The other female phenomenon that came to mind, of course, is Oprah.  I don’t think she inspires as much parody or criticism, but maybe it’s out there and I don’t keep tabs.  Or, maybe I've even avoided it because I like Oprah more than Martha.

I hope I don’t find out that these two capitalists are sheltering their money, paying off politicians or sending rockets into space. If that happens, I’ll wait for Joan Didion to explain.

Sunday, October 10, 2021

Still Learning


Natalie has invited me to read along with her for one of her college classes.  I ordered the book from the library.  I hope my mind hasn’t wandered too long in the mush of mysteries and relationships.  I’m just going to have to put my teeth back in my mouth so I can chew on the hard stuff.

When I told my friend Gerry about Natalie’s generosity, he mentioned his friend who had just retired as a professor at her school.  Which sent me thinking about academia.  A few years ago, another professor, my ex-husband’s daughter Laura Kipnis, wrote an article about sex wars on her campus.  It created quite a buzz.  Recently, I watched the Netflix show, The Chair. The story seems like it might be the way things are today.

Natalie is organizing a philosophy club.  I told her my favorite philosophers are the stoics.  And Camus.  That seems about right for now.

Saturday, September 25, 2021

Water, Water Everywhere


After spending her first night at college evacuated from her flooded dorm, Natalie is still having water problems on campus.  Follow her search among the vending machines.

Monday, September 13, 2021

Fiction faces Life


                                                                            Elly Griffiths

A few months ago, my friend Trudy suggested I might like a series of books she called The Ruth Galloway Series by Elly Griffiths.   “They’re British mysteries,” she said.  “Ruth Galloway is a forensic archeologist.” 

Thus began my journey through fourteen books solidifying my enduring interest, admiration and love for this remarkable character and those populating her life.

Ruth is a proud, professional, competent, rational woman who is determined to acquire and retain recognition for her academic status and accomplishments in her field. Archeology makes sense of the past through relentless discovery and careful examination.  Layers of reality give us a place to stand.

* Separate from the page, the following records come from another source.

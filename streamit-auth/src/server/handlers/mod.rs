mod activate;
mod device_code;
mod token;
mod userinfo;

pub use activate::{activate_page, submit_activation};
pub use device_code::device_authorization;
pub use token::exchange_token;
pub use userinfo::user_info;

use crate::server::{models::HealthResponse, AppState};
use axum::{extract::State, Json};

pub async fn health_check(State(state): State<AppState>) -> Json<HealthResponse> {
    Json(HealthResponse {
        status: "healthy".to_string(),
        version: env!("CARGO_PKG_VERSION").to_string(),
        active_grants: state.grants.grant_count(),
    })
}
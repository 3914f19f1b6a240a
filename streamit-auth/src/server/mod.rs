pub mod config;
pub mod error;
pub mod handlers;
pub mod models;
pub mod services;

pub use config::Configuration;
pub use error::ServerError;

use axum::{
    routing::{get, post},
    Router,
};
use services::{GrantStore, TokenIssuer};
use std::sync::Arc;
use tower::ServiceBuilder;
use tower_http::{limit::RequestBodyLimitLayer, trace::TraceLayer};

/// OAuth forms are tiny; anything larger is rejected before parsing.
const MAX_BODY_BYTES: usize = 16 * 1024;

#[derive(Clone)]
pub struct AppState {
    pub grants: Arc<GrantStore>,
    pub issuer: Arc<TokenIssuer>,
}

impl AppState {
    pub fn new(configuration: &Configuration) -> Result<Self, ServerError> {
        Ok(Self {
            grants: Arc::new(GrantStore::new(
                configuration.server.grant_ttl_seconds,
                configuration.server.poll_interval_seconds,
            )),
            issuer: Arc::new(TokenIssuer::new(configuration)?),
        })
    }
}

/// Routes of the development device-authorization provider.
pub fn router(state: AppState) -> Router {
    Router::new()
        .route("/health", get(handlers::health_check))
        .route("/oauth/device/code", post(handlers::device_authorization))
        .route("/oauth/token", post(handlers::exchange_token))
        .route("/userinfo", get(handlers::user_info))
        .route(
            "/activate",
            get(handlers::activate_page).post(handlers::submit_activation),
        )
        .layer(
            ServiceBuilder::new()
                .layer(TraceLayer::new_for_http())
                .layer(RequestBodyLimitLayer::new(MAX_BODY_BYTES)),
        )
        .with_state(state)
}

She fusses over her weight, battles her skepticism about her evangelical parents, forms deep friendships with those who examine the world from many perspectives, and gloriously allows herself to become entangled in the ultimate human story —  the story of love.

The genius of Griffiths’ writing is presenting the value of history that can be unearthed and catalogued even as it stands next to what can only be lived and never fully explained.